Last edited by ShrimpBrime : 07-08-2008 at 11:45 PM. Reason: Automerged Doublepost
|07-09-2008, 09:23 AM||#10|
Running System Stock
Last Seen: 07-10-2008
I have not been able to get my system over 2.7Gghz and stable. I have managed 2.8Ghz, but it always gives the BSOD eventually. I am running Windows Vista x86. My overclocking attempts for this speed have all been CPU multiplier only. My motherboard and cpu do not seem to be overheating at any point, the highest I see the mb get under load is 40 Celcius, and the CPU 50-54 Celcius. Can anyone suggest a possible solution?
Phenom 9850 BE
ASUS M3A32-MVP Deluxe/WiFi AM2+/AM2 AMD 790FX ATX AMD Motherboard
2x2GB Corsair Domination 1066 DDR2 memory
Thermaltake 770i BigWater liquid cooling system (water block setup on cpu only)
PowerColor HD 4850 Crossfire Graphics Card
|07-09-2008, 09:32 AM||#11|
Master Shifu sees you
i used to be able to get 3 out of mine until i updated my BIOS due to other issues, and now i can only get 2.7 too. seems faster than the 3 somehow tho, try updating your BIOS and/or giving your CPU and NB some more juice after you have got some more effective cooling - i can run mine under full load at 1.55v and not see more than 50
|07-09-2008, 03:18 PM||#12|
I updated my BIOS for my GF8200A and it gave me more options to OC. Haven't tried them out yet cuz of summer classes and all. I'll give them a try later and see how it goes. Still sitting at 200*13.5 at 1.300v. Going to try 200*14 later. Do I need a voltage increase if I go 200*14?
|07-09-2008, 11:54 PM||#15|
<-- My Art -->
1st make sure memory is in unganged mode.
2nd Manually set the Ram to 800. (If this doesn't help try 667)
3rd Be sure Memory hole is enabled.
4th AMD cool and quite is disabled.
These are the basic solutions first.
I run 3 gigz of Ram on the same Mobo cause four it just seems unstable.

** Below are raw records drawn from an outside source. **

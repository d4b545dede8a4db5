//! git::report
//!
//! Plain data returned by repository reads and merges.

use std::collections::BTreeMap;

use chrono::{DateTime, Utc};
use serde::{Deserialize, Serialize};

use crate::core::types::{BranchName, Oid};

/// How one path differs from the branch tip.
#[derive(Debug, Clone, Copy, PartialEq, Eq, Hash, Serialize, Deserialize)]
#[serde(rename_all = "lowercase")]
pub enum ChangeKind {
    Added,
    Modified,
    Removed,
    Conflicted,
}

impl std::fmt::Display for ChangeKind {
    fn fmt(&self, f: &mut std::fmt::Formatter<'_>) -> std::fmt::Result {
        let s = match self {
            ChangeKind::Added => "added",
            ChangeKind::Modified => "modified",
            ChangeKind::Removed => "removed",
            ChangeKind::Conflicted => "conflicted",
        };
        write!(f, "{}", s)
    }
}

/// Working tree status relative to a branch tip.
///
/// Each path appears once. A conflict overrides any other kind recorded for
/// the same path.
///
/// # Example
///
/// ```
/// use appgit::git::{ChangeKind, StatusReport};
///
/// let mut report = StatusReport::default();
/// assert!(report.is_clean());
///
/// report.insert("pages/home.json", ChangeKind::Modified);
/// report.insert("pages/home.json", ChangeKind::Conflicted);
/// assert_eq!(report.get("pages/home.json"), Some(ChangeKind::Conflicted));
/// assert_eq!(report.conflicted(), vec!["pages/home.json"]);
/// ```
#[derive(Debug, Clone, Default, PartialEq, Eq)]
pub struct StatusReport {
    entries: BTreeMap<String, ChangeKind>,
}

impl StatusReport {
    pub fn insert(&mut self, path: impl Into<String>, kind: ChangeKind) {
        let path = path.into();
        match self.entries.get(&path) {
            Some(ChangeKind::Conflicted) => {}
            _ => {
                self.entries.insert(path, kind);
            }
        }
    }

    pub fn get(&self, path: &str) -> Option<ChangeKind> {
        self.entries.get(path).copied()
    }

    pub fn is_clean(&self) -> bool {
        self.entries.is_empty()
    }

    pub fn len(&self) -> usize {
        self.entries.len()
    }

    pub fn is_empty(&self) -> bool {
        self.entries.is_empty()
    }

    /// Entries in path order.
    pub fn iter(&self) -> impl Iterator<Item = (&str, ChangeKind)> {
        self.entries.iter().map(|(p, k)| (p.as_str(), *k))
    }

    /// Paths with the given kind, in path order.
    pub fn paths(&self, kind: ChangeKind) -> Vec<&str> {
        self.iter()
            .filter(|(_, k)| *k == kind)
            .map(|(p, _)| p)
            .collect()
    }

    pub fn added(&self) -> Vec<&str> {
        self.paths(ChangeKind::Added)
    }

    pub fn modified(&self) -> Vec<&str> {
        self.paths(ChangeKind::Modified)
    }

    pub fn removed(&self) -> Vec<&str> {
        self.paths(ChangeKind::Removed)
    }

    pub fn conflicted(&self) -> Vec<&str> {
        self.paths(ChangeKind::Conflicted)
    }
}

/// Serialized grouped by kind, the shape API consumers read.
impl Serialize for StatusReport {
    fn serialize<S: serde::Serializer>(&self, serializer: S) -> Result<S::Ok, S::Error> {
        #[derive(Serialize)]
        #[serde(rename_all = "camelCase")]
        struct Grouped<'a> {
            added: Vec<&'a str>,
            modified: Vec<&'a str>,
            removed: Vec<&'a str>,
            conflicting: Vec<&'a str>,
            is_clean: bool,
        }

        Grouped {
            added: self.added(),
            modified: self.modified(),
            removed: self.removed(),
            conflicting: self.conflicted(),
            is_clean: self.is_clean(),
        }
        .serialize(serializer)
    }
}

/// One commit in a branch history.
#[derive(Debug, Clone, PartialEq, Eq, Serialize)]
#[serde(rename_all = "camelCase")]
pub struct CommitRecord {
    pub hash: Oid,
    pub author_name: String,
    pub author_email: String,
    pub message: String,
    pub timestamp: DateTime<Utc>,
}

/// Result kind of a merge.
#[derive(Debug, Clone, Copy, PartialEq, Eq, Serialize, Deserialize)]
#[serde(rename_all = "SCREAMING_SNAKE_CASE")]
pub enum MergeStatus {
    AlreadyUpToDate,
    FastForwarded,
    Merged,
    Conflicted,
}

impl std::fmt::Display for MergeStatus {
    fn fmt(&self, f: &mut std::fmt::Formatter<'_>) -> std::fmt::Result {
        let s = match self {
            MergeStatus::AlreadyUpToDate => "ALREADY_UP_TO_DATE",
            MergeStatus::FastForwarded => "FAST_FORWARDED",
            MergeStatus::Merged => "MERGED",
            MergeStatus::Conflicted => "CONFLICTED",
        };
        write!(f, "{}", s)
    }
}

/// Outcome of merging one commit into a working tree.
#[derive(Debug, Clone, PartialEq, Eq, Serialize)]
#[serde(rename_all = "camelCase")]
pub struct MergeOutcome {
    pub status: MergeStatus,
    /// Paths left conflicted, empty unless `status` is `Conflicted`.
    pub conflicts: Vec<String>,
    /// New tip of the destination branch, if it moved.
    pub commit: Option<Oid>,
}

impl MergeOutcome {
    pub(crate) fn up_to_date() -> Self {
        Self {
            status: MergeStatus::AlreadyUpToDate,
            conflicts: Vec::new(),
            commit: None,
        }
    }

    pub(crate) fn moved(status: MergeStatus, commit: Oid) -> Self {
        Self {
            status,
            conflicts: Vec::new(),
            commit: Some(commit),
        }
    }

    pub(crate) fn conflicted(paths: Vec<String>) -> Self {
        Self {
            status: MergeStatus::Conflicted,
            conflicts: paths,
            commit: None,
        }
    }
}

/// Remote-tracking refs changed by a fetch.
#[derive(Debug, Clone, Default, PartialEq, Eq, Serialize)]
#[serde(rename_all = "camelCase")]
pub struct FetchSummary {
    /// Branches whose tracking ref was created or moved.
    pub updated: Vec<BranchName>,
    pub received_objects: usize,
}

But every system is different. Some Phenoms may only do 2.8 ghz. Mine only gets Around 3.150 ghz before hangs but I've seen 3.4 ghz. Kinda wierd really. Theres are large range of OC's for the Phenoms. It's almost like there's no "common ground" for Over Clocking. OR There are different serial phenoms that have better steppings than others
(Use a separate HD so you can save any data from the current install)

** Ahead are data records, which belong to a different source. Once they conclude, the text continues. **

//! core::config::schema
//!
//! Configuration schema types.
//!
//! # Location
//!
//! Searched in order (first existing file wins):
//! 1. `$APPGIT_CONFIG` if set
//! 2. `$XDG_CONFIG_HOME/appgit/config.toml`
//! 3. `~/.appgit/config.toml`
//!
//! # Validation
//!
//! Config values are validated after parsing so that a bad file fails at
//! load time rather than in the middle of a repository operation.

use std::path::PathBuf;

use serde::{Deserialize, Serialize};

use super::ConfigError;
use crate::core::types::BranchName;

/// Service configuration as stored on disk.
///
/// # Example
///
/// ```toml
/// root = "/var/lib/appgit"
/// repo_dir_name = "repo"
/// initial_branch = "master"
/// remote_name = "origin"
///
/// [timeouts]
/// lock_secs = 30
/// network_secs = 120
///
/// [ssh]
/// username = "git"
/// trust_unknown_hosts = false
///
/// [merge]
/// author_name = "appgit"
/// author_email = "appgit@localhost"
/// ```
#[derive(Debug, Clone, Default, Serialize, Deserialize, PartialEq)]
#[serde(default, deny_unknown_fields)]
pub struct FileConfig {
    /// Root of the repository tree
    pub root: Option<PathBuf>,

    /// Name of the repository directory inside each application directory
    pub repo_dir_name: Option<String>,

    /// Branch created by `create_new_repository` and assumed for empty remotes
    pub initial_branch: Option<String>,

    /// Name given to the connected remote
    pub remote_name: Option<String>,

    /// Directory for path lock files (default: `<root>/.locks`)
    pub lock_dir: Option<PathBuf>,

    /// Lock and network timeouts
    pub timeouts: Option<TimeoutsConfig>,

    /// SSH transport settings
    pub ssh: Option<SshConfig>,

    /// Identity used for merge commits
    pub merge: Option<MergeConfig>,
}

impl FileConfig {
    /// Validate the configuration values.
    ///
    /// # Errors
    ///
    /// Returns `ConfigError::InvalidValue` if any value is invalid.
    pub fn validate(&self) -> Result<(), ConfigError> {
        if let Some(root) = &self.root {
            if !root.is_absolute() {
                return Err(ConfigError::InvalidValue(format!(
                    "root must be an absolute path, got '{}'",
                    root.display()
                )));
            }
        }

        if let Some(name) = &self.repo_dir_name {
            if name.is_empty() || name == "." || name == ".." || name.contains(['/', '\\']) {
                return Err(ConfigError::InvalidValue(format!(
                    "repo_dir_name must be a single directory name, got '{}'",
                    name
                )));
            }
        }

        if let Some(branch) = &self.initial_branch {
            BranchName::new(branch).map_err(|e| {
                ConfigError::InvalidValue(format!("invalid initial branch name: {}", e))
            })?;
        }

        if let Some(remote) = &self.remote_name {
            if remote.is_empty() {
                return Err(ConfigError::InvalidValue(
                    "remote_name cannot be empty".to_string(),
                ));
            }
        }

        if let Some(timeouts) = &self.timeouts {
            timeouts.validate()?;
        }
        if let Some(ssh) = &self.ssh {
            ssh.validate()?;
        }
        if let Some(merge) = &self.merge {
            merge.validate()?;
        }

        Ok(())
    }
}

/// Timeouts applied when the caller supplies no deadline.
#[derive(Debug, Clone, Default, Serialize, Deserialize, PartialEq)]
#[serde(default, deny_unknown_fields)]
pub struct TimeoutsConfig {
    /// Longest wait for a path lock
    pub lock_secs: Option<u64>,

    /// Longest duration of one network operation
    pub network_secs: Option<u64>,
}

impl TimeoutsConfig {
    pub fn validate(&self) -> Result<(), ConfigError> {
        if self.lock_secs == Some(0) || self.network_secs == Some(0) {
            return Err(ConfigError::InvalidValue(
                "timeouts must be greater than zero".to_string(),
            ));
        }
        Ok(())
    }
}

/// SSH transport settings.
#[derive(Debug, Clone, Default, Serialize, Deserialize, PartialEq)]
#[serde(default, deny_unknown_fields)]
pub struct SshConfig {
    /// Username used when the remote url carries none
    pub username: Option<String>,

    /// Accept host keys missing from known_hosts
    pub trust_unknown_hosts: Option<bool>,
}

impl SshConfig {
    pub fn validate(&self) -> Result<(), ConfigError> {
        if let Some(username) = &self.username {
            if username.is_empty() || username.contains(['@', ':']) {
                return Err(ConfigError::InvalidValue(format!(
                    "invalid ssh username '{}'",
                    username
                )));
            }
        }
        Ok(())
    }
}

/// Identity recorded on merge commits.
#[derive(Debug, Clone, Default, Serialize, Deserialize, PartialEq)]
#[serde(default, deny_unknown_fields)]
pub struct MergeConfig {
    pub author_name: Option<String>,
    pub author_email: Option<String>,
}

impl MergeConfig {
    pub fn validate(&self) -> Result<(), ConfigError> {
        if self.author_name.as_deref() == Some("") || self.author_email.as_deref() == Some("") {
            return Err(ConfigError::InvalidValue(
                "merge identity cannot be empty".to_string(),
            ));
        }
        Ok(())
    }
}

#[cfg(test)]
mod tests {
    use super::*;

    #[test]
    fn defaults_validate() {
        assert!(FileConfig::default().validate().is_ok());
    }

    #[test]
    fn relative_root_rejected() {
        let config = FileConfig {
            root: Some(PathBuf::from("relative/root")),
            ..Default::default()
        };
        assert!(config.validate().is_err());
    }

    #[test]
    fn repo_dir_name_must_be_one_component() {
        for bad in ["", "..", "a/b", "a\\b"] {
            let config = FileConfig {
                repo_dir_name: Some(bad.to_string()),
                ..Default::default()
            };
            assert!(config.validate().is_err(), "{bad:?} should be rejected");
        }
    }

    #[test]
    fn invalid_initial_branch() {
        let config = FileConfig {
            initial_branch: Some("invalid..name".to_string()),
            ..Default::default()
        };
        assert!(config.validate().is_err());
    }

    #[test]
    fn zero_timeout_rejected() {
        let config = FileConfig {
            timeouts: Some(TimeoutsConfig {
                lock_secs: Some(0),
                network_secs: None,
            }),
            ..Default::default()
        };
        assert!(config.validate().is_err());
    }

    #[test]
    fn bad_ssh_username_rejected() {
        let config = FileConfig {
            ssh: Some(SshConfig {
                username: Some("git@host".to_string()),
                trust_unknown_hosts: None,
            }),
            ..Default::default()
        };
        assert!(config.validate().is_err());
    }

    #[test]
    fn roundtrip() {
        let config = FileConfig {
            root: Some(PathBuf::from("/srv/appgit")),
            repo_dir_name: Some("repo".to_string()),
            initial_branch: Some("main".to_string()),
            remote_name: Some("origin".to_string()),
            lock_dir: None,
            timeouts: Some(TimeoutsConfig {
                lock_secs: Some(5),
                network_secs: Some(60),
            }),
            ssh: Some(SshConfig {
                username: Some("git".to_string()),
                trust_unknown_hosts: Some(true),
            }),
            merge: Some(MergeConfig {
                author_name: Some("bot".to_string()),
                author_email: Some("bot@example.com".to_string()),
            }),
        };

        let toml = toml::to_string_pretty(&config).unwrap();
        let parsed: FileConfig = toml::from_str(&toml).unwrap();
        assert_eq!(config, parsed);
    }

    #[test]
    fn reject_unknown_fields() {
        let toml = r#"
            root = "/srv"
            unknown_field = true
        "#;

        let result: Result<FileConfig, _> = toml::from_str(toml);
        assert!(result.is_err());
    }
}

Last edited by ShrimpBrime : 07-09-2008 at 11:55 PM. Reason: Automerged Doublepost
|07-10-2008, 07:37 AM||#17|
Last Seen: 01-02-2015
From: Atascadero, CA
iTrader: 20 / 100%
I've attempted (on 2 different AM2+ boards) to get mine past 2.8GHz as well. No Luck. OCing via AOD or the BIOS has no impact. I must agree that there are large range of OC's for the Phenoms, ie the 9850. Perhaps it's the CPU? Or the BIOS...? Not sure but does bite Royal Whale Balls.
JAAFB AA 0810GPBW
|07-10-2008, 12:51 PM||#18|
--Don't know where this is--
I can't get anywhere past 2.8GHz...that seems to be the highest it can go for me. I can get 2.940GHz (210*14 via BIOS) but after 10 minutes or so the computer locks up and the graphics get all funky. Still using my GF8200A.

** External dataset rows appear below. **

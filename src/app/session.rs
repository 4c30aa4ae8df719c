use std::path::Path;

use anyhow::Result;

use crate::config::Config;
use crate::dashboard;
use crate::session::SessionStore;

/// The session store for `config`, honoring `session_file` overrides.
pub fn session_store(config: &Config, config_path: &Path) -> Result<SessionStore> {
    let config_dir = config_path.parent().unwrap_or_else(|| Path::new("."));
    match config.resolve_session_file(config_dir) {
        Some(path) => Ok(SessionStore::with_path(path)),
        None => SessionStore::new(),
    }
}

pub async fn login(
    config: &Config,
    store: &SessionStore,
    username: &str,
    password: &str,
) -> Result<serde_json::Value> {
    let session = dashboard::login(config, username, password).await?;
    store.save(&session)?;
    Ok(serde_json::json!({
        "user_id": session.user_id(),
        "session_file": store.path().display().to_string()
    }))
}

pub fn logout(store: &SessionStore) -> Result<serde_json::Value> {
    let had_session = store.load()?.is_some();
    store.clear()?;
    Ok(serde_json::json!({ "logged_out": had_session }))
}

#[cfg(test)]
mod tests {
    use super::*;
    use crate::session::Session;
    use tempfile::TempDir;

    #[test]
    fn relative_session_file_resolves_next_to_config() -> Result<()> {
        let dir = TempDir::new()?;
        let config = Config {
            session_file: Some("state/session.json".into()),
            ..Config::default()
        };

        let store = session_store(&config, &dir.path().join("folioview.toml"))?;
        assert_eq!(store.path(), dir.path().join("state/session.json"));
        Ok(())
    }

    #[test]
    fn logout_reports_whether_a_session_existed() -> Result<()> {
        let dir = TempDir::new()?;
        let store = SessionStore::with_path(dir.path().join("session.json"));

        assert_eq!(logout(&store)?["logged_out"], false);

        store.save(&Session::new("u-1", "tok"))?;
        assert_eq!(logout(&store)?["logged_out"], true);
        assert!(store.load()?.is_none());
        Ok(())
    }
}
mod date;
mod expense;
mod holding;
mod quote;
mod transaction;

pub use date::{deserialize_lenient_date, parse_record_date};
pub use expense::{CategoryRequest, Expense, ExpenseCategory, ExpenseRequest};
pub use holding::{AssetClass, Holding, InstrumentKind, Position};
pub use quote::PriceQuote;
pub use transaction::{AssetPurchase, Transaction, TransactionKind};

|07-10-2008, 01:15 PM||#19|
Learning To Overclock
Last Seen: 11-23-2009
iTrader: 0 / 0%
Model: Phenom 9850 Black edition
Batch:JAAFB AA 0811 BPJW
Frequency: 2880Mhz (240 x 12)
Motherboard/chipset: MSI K9A2 Platinum
Cpuid validation url: http://valid.x86-secret.com/show_oc.php?id=387194
Cooling: Zalman 9700NT
Model: Phenom 9550
Batch:JAAHB AA 0817 BPDW
Frequency: 2800Mhz (255 x 11)
Motherboard/chipset: ECS A780MG-A
Cpuid validation url: http://valid.x86-secret.com/show_oc.php?id=385588
Cooling: Xigmatec HDT92
The 9550 can reach the same speeds as the 9850, after 2.9 they both BSOD
both on same 1.3V and same mem ect.
This must be a problem with the SB, otherwise what is the point of a BE if they all reach same max?